:: Dataset excerpts ::
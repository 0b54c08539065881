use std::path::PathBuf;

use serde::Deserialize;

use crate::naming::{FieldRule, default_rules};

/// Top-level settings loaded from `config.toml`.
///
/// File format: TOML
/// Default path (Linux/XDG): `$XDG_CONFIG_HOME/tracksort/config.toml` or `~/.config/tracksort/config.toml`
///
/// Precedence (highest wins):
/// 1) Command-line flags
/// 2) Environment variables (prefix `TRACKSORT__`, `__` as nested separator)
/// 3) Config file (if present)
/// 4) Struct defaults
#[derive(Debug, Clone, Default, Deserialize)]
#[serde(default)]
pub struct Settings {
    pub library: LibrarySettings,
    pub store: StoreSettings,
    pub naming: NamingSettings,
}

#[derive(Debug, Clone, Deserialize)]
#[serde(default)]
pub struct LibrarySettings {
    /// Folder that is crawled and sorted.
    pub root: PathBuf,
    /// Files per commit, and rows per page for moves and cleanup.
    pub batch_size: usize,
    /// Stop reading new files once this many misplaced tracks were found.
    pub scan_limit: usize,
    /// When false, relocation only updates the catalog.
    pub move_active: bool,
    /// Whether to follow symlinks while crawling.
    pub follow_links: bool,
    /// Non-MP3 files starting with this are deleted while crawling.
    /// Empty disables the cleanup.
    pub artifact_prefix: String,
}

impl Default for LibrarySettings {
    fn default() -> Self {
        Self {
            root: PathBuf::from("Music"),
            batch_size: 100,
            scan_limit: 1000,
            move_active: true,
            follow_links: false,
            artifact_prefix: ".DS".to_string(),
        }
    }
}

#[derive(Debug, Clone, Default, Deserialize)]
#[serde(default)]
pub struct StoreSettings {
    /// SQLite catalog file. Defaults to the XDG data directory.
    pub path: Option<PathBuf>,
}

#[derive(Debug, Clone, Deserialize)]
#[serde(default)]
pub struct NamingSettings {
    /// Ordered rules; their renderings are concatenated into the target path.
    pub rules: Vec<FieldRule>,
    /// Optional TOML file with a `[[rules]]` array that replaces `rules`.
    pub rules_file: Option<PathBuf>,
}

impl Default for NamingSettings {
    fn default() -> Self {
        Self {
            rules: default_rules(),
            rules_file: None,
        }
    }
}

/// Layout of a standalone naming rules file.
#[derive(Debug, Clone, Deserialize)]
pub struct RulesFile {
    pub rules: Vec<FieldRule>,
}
:::
:: Dataset excerpts ::
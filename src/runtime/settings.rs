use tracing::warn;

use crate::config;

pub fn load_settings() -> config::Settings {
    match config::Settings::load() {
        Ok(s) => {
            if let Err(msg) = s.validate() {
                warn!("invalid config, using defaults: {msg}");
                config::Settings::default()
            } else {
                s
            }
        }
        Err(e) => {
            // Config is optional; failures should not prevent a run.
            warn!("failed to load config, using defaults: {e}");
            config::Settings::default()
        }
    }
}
:::
- **Required action**: Report each line in the entries where the string "StoreSettings" occurs.

- **Completed task**:
    pub store: StoreSettings,
pub struct StoreSettings {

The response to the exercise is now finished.